ONU condena violência contra oposição do Zimbábue

Declaração dos 15 membros do Conselho de Segurança diz que crise torna impossível as eleições presidenciais

AP e Efe,

23 de junho de 2008 | 21h28

O Conselho de Segurança da ONU condenou nesta segunda-feira, 23, a violenta campanha contra a oposição ao governo do Zimbábue e assegurou que isto torna impossível que as eleições presidenciais de 27 de junho sejam "livres e justas". Além disso, o Conselho "condena as ações do governo do Zimbábue com as quais foi negado aos opositores políticos o direito de fazer campanha em liberdade", afirma a declaração, acertada pelos 15 membros do principal órgão da ONU.  Veja também:Líder da oposição no Zimbábue pede que eleição seja anuladaLíder da oposição no Zimbábue se refugia em embaixada holandesa O texto, alcançado após intensas negociações, adverte de que qualquer futuro governo em Harare "deve respeitar os interesses de todos os cidadãos" para ser legítimo.
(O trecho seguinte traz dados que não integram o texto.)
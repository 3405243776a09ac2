// Market data module entrypoint
pub mod adapters;       // venue-specific fetchers (Coinbase, Gemini)
pub mod aggregator;     // merges venue snapshots into one pool per side
pub mod normaliser;     // converts wire strings/numbers -> Order
pub mod rate_limiter;   // per-venue call gate
pub mod router;         // fetch -> aggregate -> match
// Source: GET https://api.gemini.com/v1/book/{symbol}
use crate::market_data::normaliser::WireNumber;

#[derive(Debug, serde::Deserialize)]
pub struct GeminiBook {
    pub bids: Vec<GeminiLevel>,
    pub asks: Vec<GeminiLevel>,
}

#[derive(Debug, serde::Deserialize)]
pub struct GeminiLevel {
    pub price: WireNumber,  // e.g. "3607.85"
    pub amount: WireNumber, // e.g. "6.643373"
    #[serde(default)]
    pub timestamp: Option<WireNumber>, // deprecated upstream, still sent
}
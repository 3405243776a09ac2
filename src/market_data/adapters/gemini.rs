// Gemini adapter: v1 REST book, levels as named objects

use super::gemini_types::{GeminiBook, GeminiLevel};
use super::{gated, get_json, FetchError, QuoteSource};
use crate::engine::types::{Order, OrderBook};
use crate::market_data::normaliser::{NormaliseError, Normaliser};
use crate::market_data::rate_limiter::RateLimiter;
use tracing::instrument;

pub const DEFAULT_URL: &str = "https://api.gemini.com/v1/book/BTCUSD";

pub struct GeminiAdapter {
    pub url: String,
    client: reqwest::Client,
    limiter: RateLimiter,
}

impl GeminiAdapter {
    pub fn new(client: reqwest::Client, url: &str, limiter: RateLimiter) -> Self {
        Self { url: url.to_string(), client, limiter }
    }

    async fn fetch_book(&self) -> Result<OrderBook, FetchError> {
        let wire: GeminiBook = get_json(&self.client, &self.url).await?;
        Ok(Self::book_from_wire(&wire)?)
    }

    pub fn book_from_wire(wire: &GeminiBook) -> Result<OrderBook, NormaliseError> {
        let bids = Normaliser::side(&wire.bids, Self::norm_level)?;
        let asks = Normaliser::side(&wire.asks, Self::norm_level)?;
        Ok(OrderBook::new(bids, asks))
    }

    fn norm_level(level: &GeminiLevel) -> Result<Option<Order>, NormaliseError> {
        Normaliser::level(&level.price, &level.amount)
    }
}

#[async_trait::async_trait]
impl QuoteSource for GeminiAdapter {
    fn name(&self) -> &'static str {
        "gemini"
    }

    #[instrument(skip(self), fields(venue = "gemini"))]
    async fn fetch(&self) -> OrderBook {
        gated(self.name(), &self.limiter, || self.fetch_book()).await
    }
}
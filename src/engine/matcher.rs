use std::cmp::Ordering;

use crate::engine::types::{Execution, Order, Side};
use tracing::{debug, instrument, trace};

// Cheapest first. Equal prices fall back to quantity so the walk order does not
// depend on which venue's levels were concatenated first.
fn ask_priority(a: &Order, b: &Order) -> Ordering {
    a.price.total_cmp(&b.price).then(a.quantity.total_cmp(&b.quantity))
}

// Highest first
fn bid_priority(a: &Order, b: &Order) -> Ordering {
    b.price.total_cmp(&a.price).then(a.quantity.total_cmp(&b.quantity))
}

/// Cost of lifting `qty` off the aggregated asks.
#[instrument(level = "debug", skip(asks), fields(levels = asks.len()))]
pub fn execute_buy(asks: &mut [Order], qty: f64) -> Execution {
    asks.sort_by(ask_priority);
    sweep(Side::BUY, asks, qty)
}

/// Revenue from hitting the aggregated bids with `qty`.
#[instrument(level = "debug", skip(bids), fields(levels = bids.len()))]
pub fn execute_sell(bids: &mut [Order], qty: f64) -> Execution {
    bids.sort_by(bid_priority);
    sweep(Side::SELL, bids, qty)
}

pub fn execute(side: Side, pool: &mut [Order], qty: f64) -> Execution {
    match side {
        Side::BUY => execute_buy(pool, qty),
        Side::SELL => execute_sell(pool, qty),
    }
}

// Greedy walk over levels that are already in priority order
fn sweep(side: Side, levels: &[Order], qty: f64) -> Execution {
    // also catches NaN
    if !(qty > 0.0) {
        trace!(?side, qty, "Non-positive quantity, nothing to match");
        return Execution::empty(side, qty);
    }

    let mut remaining = qty;
    let mut filled = 0.0;
    let mut notional = 0.0;

    for level in levels {
        let take = remaining.min(level.quantity);
        notional += take * level.price;
        filled += take;
        remaining -= take;
        trace!(?side, price = level.price, take, remaining, "Consumed level");
        if remaining <= 0.0 {
            break;
        }
    }

    let unfilled = remaining.max(0.0);
    if unfilled > 0.0 {
        debug!(?side, requested = qty, filled, unfilled, "Pool exhausted before quantity filled");
    } else {
        debug!(?side, requested = qty, notional, "Quantity fully matched");
    }

    Execution { side, requested: qty, filled, unfilled, notional }
}
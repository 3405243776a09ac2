use clap::Parser;
use lobx_agg::cli::Args;
use lobx_agg::config::Settings;
use lobx_agg::market_data::router;
use lobx_agg::telemetry;

#[tokio::main]
async fn main() -> anyhow::Result<()> {
    dotenvy::dotenv().ok(); // load .env

    // bad --qty exits here with clap's usage error, never falls back to the default
    let args = Args::parse();
    let settings = Settings::load()?;

    telemetry::init_tracing(&settings.log_filter);
    telemetry::init_metrics(settings.metrics_port)?;

    let qty = args.qty.unwrap_or(settings.default_qty);
    tracing::info!(qty, asset = %settings.base_asset, "Estimating market order cost");

    let sources = router::default_sources(&settings)?;
    let estimate = router::run(&sources, qty, &settings.base_asset).await;

    println!("{}", estimate);
    Ok(())
}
Nesta segunda-feira, Morgan Tsvangirai, líder opositor do Movimento Democrático para Mudança (MDC), vencedor do primeiro turno das eleições, se refugiou na embaixada da Holanda em Harare, capital zimbabuana.  A confirmação foi feita no mesmo dia em que a polícia local realizou uma operação em escritórios da oposição e prendeu cerca de 60 pessoas, segundo um porta-voz do partido.  Segundo um porta-voz do MDC Nelson Chamisa, foram detidas crianças e mulheres na operação policial. Várias pessoas se refugiaram em instalações do partido oposicionista, por medo da violência. Foram levados também móveis e computadores, de acordo com o porta-voz. Tsvangirai se retirou da disputa pela presidência zimbabuana no domingo. Ele alegou que não era possível ocorrer uma eleição justa e livre em meio ao clima de violência do país.  No segundo turno, que acontece na sexta-feira, o opositor enfrentaria o atual presidente zimbabuano, Robert Mugabe, há 28 anos no poder. O governo já informou que a eleição ocorrerá normalmente no dia previsto. Resposta de Mugabe Desafiando as recomendações do Conselho, o embaixador do governo do Zimbábue na ONU Boniface Chidyausiku disse após a reunião que as eleições continuam marcadas para o dia 27.